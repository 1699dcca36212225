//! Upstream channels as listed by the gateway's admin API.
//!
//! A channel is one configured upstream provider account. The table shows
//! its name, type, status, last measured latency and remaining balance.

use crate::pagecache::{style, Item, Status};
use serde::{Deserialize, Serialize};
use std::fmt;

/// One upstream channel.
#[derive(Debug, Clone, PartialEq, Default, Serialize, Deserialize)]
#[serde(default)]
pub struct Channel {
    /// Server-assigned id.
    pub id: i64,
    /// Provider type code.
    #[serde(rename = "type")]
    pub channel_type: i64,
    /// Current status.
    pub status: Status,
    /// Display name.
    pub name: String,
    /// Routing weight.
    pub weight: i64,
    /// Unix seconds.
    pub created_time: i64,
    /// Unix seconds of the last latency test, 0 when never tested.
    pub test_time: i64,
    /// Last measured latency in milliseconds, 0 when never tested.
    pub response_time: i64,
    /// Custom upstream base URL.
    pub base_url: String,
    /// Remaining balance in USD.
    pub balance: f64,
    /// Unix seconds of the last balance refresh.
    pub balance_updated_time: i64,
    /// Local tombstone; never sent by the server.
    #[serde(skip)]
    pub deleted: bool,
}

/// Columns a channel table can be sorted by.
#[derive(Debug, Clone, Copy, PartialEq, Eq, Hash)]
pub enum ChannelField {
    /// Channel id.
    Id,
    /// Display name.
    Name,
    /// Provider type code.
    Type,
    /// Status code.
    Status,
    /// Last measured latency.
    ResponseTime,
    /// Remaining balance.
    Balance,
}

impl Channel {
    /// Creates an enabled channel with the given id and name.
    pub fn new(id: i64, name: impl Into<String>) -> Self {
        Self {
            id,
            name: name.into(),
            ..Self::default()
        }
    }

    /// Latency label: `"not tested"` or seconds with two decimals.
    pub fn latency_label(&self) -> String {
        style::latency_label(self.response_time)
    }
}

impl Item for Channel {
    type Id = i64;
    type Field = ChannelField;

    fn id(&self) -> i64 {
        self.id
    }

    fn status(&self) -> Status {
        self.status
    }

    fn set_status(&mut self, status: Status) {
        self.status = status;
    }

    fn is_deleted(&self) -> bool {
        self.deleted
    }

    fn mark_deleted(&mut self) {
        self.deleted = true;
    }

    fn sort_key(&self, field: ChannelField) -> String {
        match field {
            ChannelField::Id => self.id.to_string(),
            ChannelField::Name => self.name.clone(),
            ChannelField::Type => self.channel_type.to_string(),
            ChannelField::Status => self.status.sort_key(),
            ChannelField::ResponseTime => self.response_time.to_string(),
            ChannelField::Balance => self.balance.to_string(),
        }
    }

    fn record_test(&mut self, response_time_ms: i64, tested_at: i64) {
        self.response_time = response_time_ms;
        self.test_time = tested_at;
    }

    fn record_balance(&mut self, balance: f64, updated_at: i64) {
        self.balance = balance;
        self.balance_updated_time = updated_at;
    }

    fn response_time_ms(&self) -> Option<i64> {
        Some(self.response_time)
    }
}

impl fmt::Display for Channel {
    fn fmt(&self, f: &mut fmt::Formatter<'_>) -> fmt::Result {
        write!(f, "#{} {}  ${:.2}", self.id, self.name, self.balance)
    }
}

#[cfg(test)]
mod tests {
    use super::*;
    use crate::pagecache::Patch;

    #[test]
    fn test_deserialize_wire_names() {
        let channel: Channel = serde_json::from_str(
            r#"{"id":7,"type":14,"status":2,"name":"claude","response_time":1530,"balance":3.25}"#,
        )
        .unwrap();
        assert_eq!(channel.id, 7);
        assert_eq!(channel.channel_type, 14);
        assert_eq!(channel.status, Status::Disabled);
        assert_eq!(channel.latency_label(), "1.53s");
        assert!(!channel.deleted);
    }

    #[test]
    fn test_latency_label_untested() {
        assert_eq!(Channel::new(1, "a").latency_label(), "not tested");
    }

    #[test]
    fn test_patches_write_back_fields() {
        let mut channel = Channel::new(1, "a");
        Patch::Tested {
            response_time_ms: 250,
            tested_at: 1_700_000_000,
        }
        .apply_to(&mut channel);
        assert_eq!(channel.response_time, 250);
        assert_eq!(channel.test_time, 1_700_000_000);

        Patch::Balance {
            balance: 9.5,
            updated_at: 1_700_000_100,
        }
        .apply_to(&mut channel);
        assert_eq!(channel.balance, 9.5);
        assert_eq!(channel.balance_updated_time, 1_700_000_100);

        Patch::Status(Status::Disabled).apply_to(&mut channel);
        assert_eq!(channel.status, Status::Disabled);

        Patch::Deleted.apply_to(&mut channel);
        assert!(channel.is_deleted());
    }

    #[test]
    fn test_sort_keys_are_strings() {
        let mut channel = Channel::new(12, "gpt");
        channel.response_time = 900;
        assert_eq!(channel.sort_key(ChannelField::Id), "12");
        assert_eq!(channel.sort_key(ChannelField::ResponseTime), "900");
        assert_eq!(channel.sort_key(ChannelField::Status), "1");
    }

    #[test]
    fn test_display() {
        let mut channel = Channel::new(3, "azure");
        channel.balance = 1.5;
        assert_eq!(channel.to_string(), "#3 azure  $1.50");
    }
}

### ACTIVITY
From the material above, gather all lines that include the string "azure" and copy them.

### REPLY TO THE EXERCISE
        let mut channel = Channel::new(3, "azure");
        assert_eq!(channel.to_string(), "#3 azure  $1.50");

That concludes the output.